Potential cardiovascular benefits of sustained improvement in depressive symptoms among middle-aged and older adults: a longitudinal hypothetical intervention study

Scritto il 15/07/2026
da Zhiwen Deng

BMC Public Health. 2026 Jul 15. doi: 10.1186/s12889-026-28564-x. Online ahead of print.

ABSTRACT

BACKGROUND: Randomized trials have not clearly characterized the long-term cardiovascular benefit and preventable disease burden that may correspond to sustained improvement in depressive symptoms in middle-aged and older adults. Under hypothetical intervention scenarios, we quantified the long-term cardiovascular risk differences relative to the natural course, aiming to reflect the potential benefit of non-specific strategies for sustained depressive symptom improvement.

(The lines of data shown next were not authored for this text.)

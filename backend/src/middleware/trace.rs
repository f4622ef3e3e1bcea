//! Tracing middleware attaching a request-scoped trace identifier.
//!
//! Each incoming request receives a UUID `trace_id` stored in task-local
//! storage for correlation across logs and error responses.
//!
//! Tokio task-local variables are not inherited across spawned tasks. Use
//! [`TraceId::scope`] when spawning new tasks or moving work onto blocking
//! threads to ensure the active trace identifier propagates correctly.

use std::task::{Context, Poll};

use actix_web::Error;
use actix_web::dev::{Service, ServiceRequest, ServiceResponse, Transform};
use actix_web::http::header::{HeaderName, HeaderValue};
use futures_util::future::{LocalBoxFuture, Ready, ready};
use std::future::Future;
use tokio::task_local;
use tracing::error;
use uuid::Uuid;

task_local! {
    static TRACE_ID: TraceId;
}

/// Per-request trace identifier exposed via task-local storage.
///
/// # Examples
/// ```
/// use backend::middleware::trace::TraceId;
///
/// async fn handler() {
///     if let Some(id) = TraceId::current() {
///         tracing::info!(trace_id = %id, "handling request");
///     }
/// }
/// ```
#[derive(Debug, Clone, Copy, PartialEq, Eq)]
pub struct TraceId(Uuid);

impl TraceId {
    fn generate() -> Self {
        Self(Uuid::new_v4())
    }

    /// Returns the current trace identifier if one is in scope.
    pub fn current() -> Option<Self> {
        TRACE_ID.try_with(|id| *id).ok()
    }

    /// Execute the provided future with the supplied trace identifier in
    /// scope.
    pub async fn scope<Fut>(trace_id: Self, fut: Fut) -> Fut::Output
    where
        Fut: Future,
    {
        TRACE_ID.scope(trace_id, fut).await
    }
}

impl std::fmt::Display for TraceId {
    fn fmt(&self, f: &mut std::fmt::Formatter<'_>) -> std::fmt::Result {
        write!(f, "{}", self.0)
    }
}

impl std::str::FromStr for TraceId {
    type Err = uuid::Error;

    fn from_str(s: &str) -> Result<Self, Self::Err> {
        Ok(Self(Uuid::parse_str(s)?))
    }
}

/// Middleware attaching a request-scoped UUID and adding a `trace-id`
/// header to every response.
///
/// Handlers can read the trace id via [`TraceId::current`].
///
/// # Examples
/// ```
/// use actix_web::App;
/// use backend::Trace;
///
/// let app = App::new().wrap(Trace);
/// ```
#[derive(Clone)]
pub struct Trace;

impl<S, B> Transform<S, ServiceRequest> for Trace
where
    S: Service<ServiceRequest, Response = ServiceResponse<B>, Error = Error> + 'static,
    S::Future: 'static,
    B: 'static,
{
    type Response = ServiceResponse<B>;
    type Error = Error;
    type InitError = ();
    type Transform = TraceMiddleware<S>;
    type Future = Ready<Result<Self::Transform, Self::InitError>>;

    fn new_transform(&self, service: S) -> Self::Future {
        ready(Ok(TraceMiddleware { service }))
    }
}

/// Service wrapper produced by [`Trace`].
///
/// Applications should not use this type directly.
pub struct TraceMiddleware<S> {
    service: S,
}

impl<S, B> Service<ServiceRequest> for TraceMiddleware<S>
where
    S: Service<ServiceRequest, Response = ServiceResponse<B>, Error = Error> + 'static,
    S::Future: 'static,
    B: 'static,
{
    type Response = ServiceResponse<B>;
    type Error = Error;
    type Future = LocalBoxFuture<'static, Result<Self::Response, Self::Error>>;

    fn poll_ready(&self, cx: &mut Context<'_>) -> Poll<Result<(), Self::Error>> {
        self.service.poll_ready(cx)
    }

    fn call(&self, req: ServiceRequest) -> Self::Future {
        let trace_id = TraceId::generate();
        let header_value = trace_id.to_string();
        let fut = self.service.call(req);
        Box::pin(TraceId::scope(trace_id, async move {
            let mut res = fut.await?;
            match HeaderValue::from_str(&header_value) {
                Ok(value) => {
                    res.response_mut()
                        .headers_mut()
                        .insert(HeaderName::from_static("trace-id"), value);
                }
                Err(error) => {
                    error!(
                        %error,
                        trace_id = %trace_id,
                        "failed to encode trace identifier header"
                    );
                }
            }
            Ok(res)
        }))
    }
}
//! Domain primitives, ports, and services.
//!
//! Purpose: define strongly typed domain entities used by the HTTP and
//! persistence layers, the port traits at the hexagonal boundary, and the
//! services implementing the use-cases. Types are immutable; invariants and
//! serialisation contracts are documented on each type.

pub mod account;
pub mod auth;
pub mod catalog;
pub mod catalog_service;
pub mod credentials;
pub mod error;
pub mod favorites_service;
pub mod identity_service;
pub mod ports;

pub use self::account::{
    AccountCandidate, AccountValidationError, EmailAddress, NewAccount, ProfileUpdate, User,
    UserId, Username,
};
pub use self::auth::{LoginCredentials, LoginValidationError};
pub use self::catalog::{
    ExternalId, FavoritesSnapshot, Ingredient, IngredientHit, IngredientSearch,
    IngredientSearchPage, Recipe, RecipeHit, RecipeSearch, RecipeSearchPage,
};
pub use self::catalog_service::CatalogService;
pub use self::credentials::{Argon2CredentialHasher, PasswordHash};
pub use self::error::{Error, ErrorCode, TRACE_ID_HEADER};
pub use self::favorites_service::FavoritesService;
pub use self::identity_service::IdentityManager;

/// Convenient result alias for domain operations.
pub type ApiResult<T> = Result<T, Error>;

METHODS: This longitudinal hypothetical intervention study was conducted in two population-based ageing cohorts, the English Longitudinal Study of Ageing (ELSA) and the China Health and Retirement Longitudinal Study (CHARLS), including adults aged 50 years and older who were free of CVD at baseline. Depressive symptoms were modeled as binary depressive status or continuous CES-D score. Using the parametric g-formula, we estimated 9-10-year cumulative CVD risk under sustained depressive symptom-improvement scenarios versus the natural course, and quantified the absolute risk difference in CVD events and the number of potentially preventable events at the population level. Robustness was assessed through a series of sensitivity analyses, including alternative missing-data approaches, model specifications, CES-D cut-offs, within-wave time-ordering assumptions, lagged exposure definitions, exclusion of early CVD events, intervention probabilities, exclusion of potentially mediating behavioral covariates, inverse probability-of-censoring weighting treating death as a competing event, quantitative bias analyses for outcome and exposure misclassification, negative-control exposure analysis, and E-value analysis.

RESULTS: Across both cohorts, hypothetical sustained improvement in depressive symptoms was associated with lower cumulative CVD risk than the natural course. Under the intensive scenario, the 9-year risk difference (RD) in CHARLS was - 3.8% (95% CI, - 4.6% to - 2.9%), with a risk ratio (RR) of 0.85 (95% CI, 0.81 to 0.88) and a potential impact fraction (PIF) of 15.40%. In ELSA, the corresponding 10-year RD was - 1.7% (95% CI, - 2.2% to - 1.1%), with an RR of 0.91 (95% CI, 0.88 to 0.94) and a PIF of 8.89%. Feasible scenarios yielded smaller but directionally consistent reductions. Analyses using continuous CES-D score showed a graded pattern, with larger symptom reductions associated with progressively lower cumulative CVD risk. Findings were broadly consistent across sensitivity analyses.

CONCLUSIONS: Hypothetical sustained improvement in depressive symptoms was associated with lower cumulative CVD risk over 9-10 years in two population-based ageing cohorts. These findings provide quantitative reference estimates for the potential long-term cardiovascular benefit and preventable disease burden that may correspond to non-specific strategies for sustained depressive symptom improvement. Importantly, these estimates should be interpreted as modeled risk contrasts under hypothetical symptom-change scenarios, rather than as effect estimates for any specific pharmacological treatment, psychotherapy, social support, or other clinical or public health intervention.